*Records drawn from a dataset*
_ _ _
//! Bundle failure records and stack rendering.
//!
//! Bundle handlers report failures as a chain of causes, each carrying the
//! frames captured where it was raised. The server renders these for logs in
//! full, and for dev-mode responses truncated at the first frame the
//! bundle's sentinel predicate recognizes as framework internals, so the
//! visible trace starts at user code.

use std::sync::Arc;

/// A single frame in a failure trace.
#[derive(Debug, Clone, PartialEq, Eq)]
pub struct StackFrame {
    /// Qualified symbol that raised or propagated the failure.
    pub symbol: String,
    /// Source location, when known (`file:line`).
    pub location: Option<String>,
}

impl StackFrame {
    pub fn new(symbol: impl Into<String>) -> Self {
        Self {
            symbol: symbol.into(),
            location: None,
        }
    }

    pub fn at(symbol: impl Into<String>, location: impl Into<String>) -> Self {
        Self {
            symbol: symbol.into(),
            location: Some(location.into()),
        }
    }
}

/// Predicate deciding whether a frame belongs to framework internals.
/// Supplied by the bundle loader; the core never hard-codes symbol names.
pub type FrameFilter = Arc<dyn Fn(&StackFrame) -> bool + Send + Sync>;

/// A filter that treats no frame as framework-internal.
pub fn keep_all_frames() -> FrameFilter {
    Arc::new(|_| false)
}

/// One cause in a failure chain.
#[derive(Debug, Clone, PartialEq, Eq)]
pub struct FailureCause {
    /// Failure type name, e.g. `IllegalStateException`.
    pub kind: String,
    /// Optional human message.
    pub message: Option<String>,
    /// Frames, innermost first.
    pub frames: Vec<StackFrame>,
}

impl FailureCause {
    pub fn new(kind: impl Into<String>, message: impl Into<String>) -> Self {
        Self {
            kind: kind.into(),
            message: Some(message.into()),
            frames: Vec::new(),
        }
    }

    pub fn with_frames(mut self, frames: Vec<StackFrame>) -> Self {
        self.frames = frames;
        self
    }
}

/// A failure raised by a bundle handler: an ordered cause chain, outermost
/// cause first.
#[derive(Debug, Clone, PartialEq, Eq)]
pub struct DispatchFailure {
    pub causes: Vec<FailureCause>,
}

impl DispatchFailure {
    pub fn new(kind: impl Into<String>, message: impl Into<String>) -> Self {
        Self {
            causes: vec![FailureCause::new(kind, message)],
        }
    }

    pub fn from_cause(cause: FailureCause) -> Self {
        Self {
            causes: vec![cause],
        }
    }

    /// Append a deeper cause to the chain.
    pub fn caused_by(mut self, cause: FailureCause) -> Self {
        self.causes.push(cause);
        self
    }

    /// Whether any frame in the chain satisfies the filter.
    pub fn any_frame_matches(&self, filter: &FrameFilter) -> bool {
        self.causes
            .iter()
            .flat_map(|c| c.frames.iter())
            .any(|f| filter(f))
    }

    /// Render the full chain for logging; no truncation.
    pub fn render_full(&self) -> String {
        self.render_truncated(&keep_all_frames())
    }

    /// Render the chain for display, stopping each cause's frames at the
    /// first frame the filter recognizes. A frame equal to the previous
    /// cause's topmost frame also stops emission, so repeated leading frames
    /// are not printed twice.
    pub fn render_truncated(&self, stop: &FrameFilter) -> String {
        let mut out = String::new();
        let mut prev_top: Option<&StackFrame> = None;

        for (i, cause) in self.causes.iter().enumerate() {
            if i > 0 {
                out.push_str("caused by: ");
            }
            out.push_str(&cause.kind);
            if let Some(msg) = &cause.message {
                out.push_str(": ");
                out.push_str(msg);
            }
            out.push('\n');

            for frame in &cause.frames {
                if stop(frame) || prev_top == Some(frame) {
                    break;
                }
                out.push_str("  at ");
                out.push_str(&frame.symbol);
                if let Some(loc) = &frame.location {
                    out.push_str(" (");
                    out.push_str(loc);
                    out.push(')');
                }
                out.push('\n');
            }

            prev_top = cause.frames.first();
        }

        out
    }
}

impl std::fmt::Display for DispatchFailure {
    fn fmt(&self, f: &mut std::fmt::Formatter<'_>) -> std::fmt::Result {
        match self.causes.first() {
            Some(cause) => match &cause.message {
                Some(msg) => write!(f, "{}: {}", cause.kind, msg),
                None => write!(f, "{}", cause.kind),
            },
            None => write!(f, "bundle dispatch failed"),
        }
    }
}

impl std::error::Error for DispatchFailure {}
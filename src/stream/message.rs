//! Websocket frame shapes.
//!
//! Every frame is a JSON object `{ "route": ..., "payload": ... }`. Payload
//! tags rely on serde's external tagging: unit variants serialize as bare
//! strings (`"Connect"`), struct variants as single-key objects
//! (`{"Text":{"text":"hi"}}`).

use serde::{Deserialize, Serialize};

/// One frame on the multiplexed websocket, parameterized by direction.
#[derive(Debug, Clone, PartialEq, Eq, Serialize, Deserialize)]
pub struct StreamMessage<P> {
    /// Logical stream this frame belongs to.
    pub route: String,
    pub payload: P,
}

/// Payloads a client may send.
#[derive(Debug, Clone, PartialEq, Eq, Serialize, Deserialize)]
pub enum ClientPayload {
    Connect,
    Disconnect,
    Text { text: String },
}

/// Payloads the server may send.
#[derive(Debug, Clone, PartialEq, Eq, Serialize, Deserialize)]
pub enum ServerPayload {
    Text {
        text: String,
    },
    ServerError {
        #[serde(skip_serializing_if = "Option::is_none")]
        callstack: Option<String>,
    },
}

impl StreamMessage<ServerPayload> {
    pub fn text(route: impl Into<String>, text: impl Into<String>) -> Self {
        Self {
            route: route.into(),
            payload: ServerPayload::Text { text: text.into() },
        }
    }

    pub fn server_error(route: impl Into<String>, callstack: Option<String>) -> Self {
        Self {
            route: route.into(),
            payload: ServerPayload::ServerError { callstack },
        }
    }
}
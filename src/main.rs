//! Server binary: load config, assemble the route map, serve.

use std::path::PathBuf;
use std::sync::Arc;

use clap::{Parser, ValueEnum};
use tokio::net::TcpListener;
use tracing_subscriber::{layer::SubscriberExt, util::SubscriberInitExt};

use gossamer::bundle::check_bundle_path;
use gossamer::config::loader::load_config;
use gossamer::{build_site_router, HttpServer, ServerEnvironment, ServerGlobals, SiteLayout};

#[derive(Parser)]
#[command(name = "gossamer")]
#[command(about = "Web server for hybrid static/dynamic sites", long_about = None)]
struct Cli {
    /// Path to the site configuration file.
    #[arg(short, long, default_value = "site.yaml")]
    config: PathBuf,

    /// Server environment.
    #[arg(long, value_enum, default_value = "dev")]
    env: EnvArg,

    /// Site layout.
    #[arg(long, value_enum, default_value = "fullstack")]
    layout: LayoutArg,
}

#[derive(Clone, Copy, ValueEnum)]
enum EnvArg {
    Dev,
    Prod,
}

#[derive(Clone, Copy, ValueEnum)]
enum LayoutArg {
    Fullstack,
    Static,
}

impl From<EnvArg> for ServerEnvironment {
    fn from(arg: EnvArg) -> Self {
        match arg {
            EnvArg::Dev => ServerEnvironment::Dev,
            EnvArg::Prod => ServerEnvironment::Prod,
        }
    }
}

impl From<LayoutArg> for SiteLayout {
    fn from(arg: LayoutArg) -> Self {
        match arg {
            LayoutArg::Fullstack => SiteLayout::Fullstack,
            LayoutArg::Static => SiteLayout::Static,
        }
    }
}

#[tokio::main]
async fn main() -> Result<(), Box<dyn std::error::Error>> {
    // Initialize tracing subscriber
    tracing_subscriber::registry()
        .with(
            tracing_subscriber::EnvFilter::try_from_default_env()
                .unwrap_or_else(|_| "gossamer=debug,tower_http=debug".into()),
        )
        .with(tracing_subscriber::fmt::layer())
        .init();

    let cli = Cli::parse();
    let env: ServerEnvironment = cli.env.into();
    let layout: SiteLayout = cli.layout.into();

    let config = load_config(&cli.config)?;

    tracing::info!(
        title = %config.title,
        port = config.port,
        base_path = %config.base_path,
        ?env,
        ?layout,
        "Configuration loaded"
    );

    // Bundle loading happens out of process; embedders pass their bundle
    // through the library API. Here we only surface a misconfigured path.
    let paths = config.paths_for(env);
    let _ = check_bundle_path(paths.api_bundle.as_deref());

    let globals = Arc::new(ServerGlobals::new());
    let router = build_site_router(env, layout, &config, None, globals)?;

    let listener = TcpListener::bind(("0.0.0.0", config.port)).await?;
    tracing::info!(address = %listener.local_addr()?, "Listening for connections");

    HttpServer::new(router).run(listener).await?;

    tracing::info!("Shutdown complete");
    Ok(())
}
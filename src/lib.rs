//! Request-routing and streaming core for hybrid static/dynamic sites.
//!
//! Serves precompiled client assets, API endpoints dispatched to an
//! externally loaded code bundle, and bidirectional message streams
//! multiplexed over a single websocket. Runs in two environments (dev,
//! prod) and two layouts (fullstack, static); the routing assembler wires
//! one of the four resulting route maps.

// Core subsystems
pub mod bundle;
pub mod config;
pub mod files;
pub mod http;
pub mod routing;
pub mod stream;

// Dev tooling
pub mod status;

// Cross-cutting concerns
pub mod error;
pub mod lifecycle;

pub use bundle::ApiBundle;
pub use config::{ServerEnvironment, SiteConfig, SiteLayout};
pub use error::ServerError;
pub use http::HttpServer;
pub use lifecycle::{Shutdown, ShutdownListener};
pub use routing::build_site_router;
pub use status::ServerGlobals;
_ _ _
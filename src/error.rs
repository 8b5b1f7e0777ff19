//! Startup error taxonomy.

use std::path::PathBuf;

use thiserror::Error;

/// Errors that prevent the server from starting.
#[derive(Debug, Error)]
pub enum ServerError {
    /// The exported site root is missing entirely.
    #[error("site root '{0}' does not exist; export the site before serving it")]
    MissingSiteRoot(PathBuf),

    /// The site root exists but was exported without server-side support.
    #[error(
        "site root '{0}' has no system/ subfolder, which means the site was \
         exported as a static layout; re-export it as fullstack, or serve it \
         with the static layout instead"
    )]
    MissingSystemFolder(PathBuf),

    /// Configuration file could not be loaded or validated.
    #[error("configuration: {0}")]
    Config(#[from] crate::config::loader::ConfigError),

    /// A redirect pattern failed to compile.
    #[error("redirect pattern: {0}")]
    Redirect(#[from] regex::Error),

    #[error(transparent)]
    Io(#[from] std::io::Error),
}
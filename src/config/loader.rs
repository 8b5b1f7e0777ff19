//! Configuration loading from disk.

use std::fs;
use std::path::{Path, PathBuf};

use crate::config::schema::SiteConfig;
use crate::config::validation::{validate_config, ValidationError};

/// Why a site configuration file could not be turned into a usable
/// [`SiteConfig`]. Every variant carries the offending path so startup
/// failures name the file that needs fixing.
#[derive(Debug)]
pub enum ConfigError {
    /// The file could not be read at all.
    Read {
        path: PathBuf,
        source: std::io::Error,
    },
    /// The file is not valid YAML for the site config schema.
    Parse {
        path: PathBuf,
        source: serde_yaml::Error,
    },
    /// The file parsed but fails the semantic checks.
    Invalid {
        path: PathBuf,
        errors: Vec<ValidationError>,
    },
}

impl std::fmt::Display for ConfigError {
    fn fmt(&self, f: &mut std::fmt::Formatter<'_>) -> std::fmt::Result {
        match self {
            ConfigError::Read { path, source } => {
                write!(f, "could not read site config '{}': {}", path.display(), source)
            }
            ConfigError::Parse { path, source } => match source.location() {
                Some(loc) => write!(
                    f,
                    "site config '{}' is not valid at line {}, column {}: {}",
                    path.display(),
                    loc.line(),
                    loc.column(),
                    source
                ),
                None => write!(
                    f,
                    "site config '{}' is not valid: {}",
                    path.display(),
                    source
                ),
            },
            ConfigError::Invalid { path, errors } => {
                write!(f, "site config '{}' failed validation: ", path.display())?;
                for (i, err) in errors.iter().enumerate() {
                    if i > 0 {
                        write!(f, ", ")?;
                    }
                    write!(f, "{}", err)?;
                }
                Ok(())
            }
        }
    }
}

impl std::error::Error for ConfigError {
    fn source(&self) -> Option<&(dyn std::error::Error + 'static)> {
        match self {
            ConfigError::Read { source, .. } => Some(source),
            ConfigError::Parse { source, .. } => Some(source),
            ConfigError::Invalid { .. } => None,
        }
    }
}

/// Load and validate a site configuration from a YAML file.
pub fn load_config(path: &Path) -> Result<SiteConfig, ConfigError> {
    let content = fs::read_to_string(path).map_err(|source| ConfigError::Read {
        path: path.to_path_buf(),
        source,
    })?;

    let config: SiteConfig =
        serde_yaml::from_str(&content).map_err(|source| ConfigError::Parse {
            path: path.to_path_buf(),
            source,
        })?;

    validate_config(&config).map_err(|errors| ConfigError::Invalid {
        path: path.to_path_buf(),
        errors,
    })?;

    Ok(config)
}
_ _ _
*Work request*
Copy the lines above exactly, beginning at the line that has "and stack rendering." and stopping after the line that has "for logs in", and omit the rest.

*Your solution*
//! Bundle failure records and stack rendering.
//!
//! Bundle handlers report failures as a chain of causes, each carrying the
//! frames captured where it was raised. The server renders these for logs in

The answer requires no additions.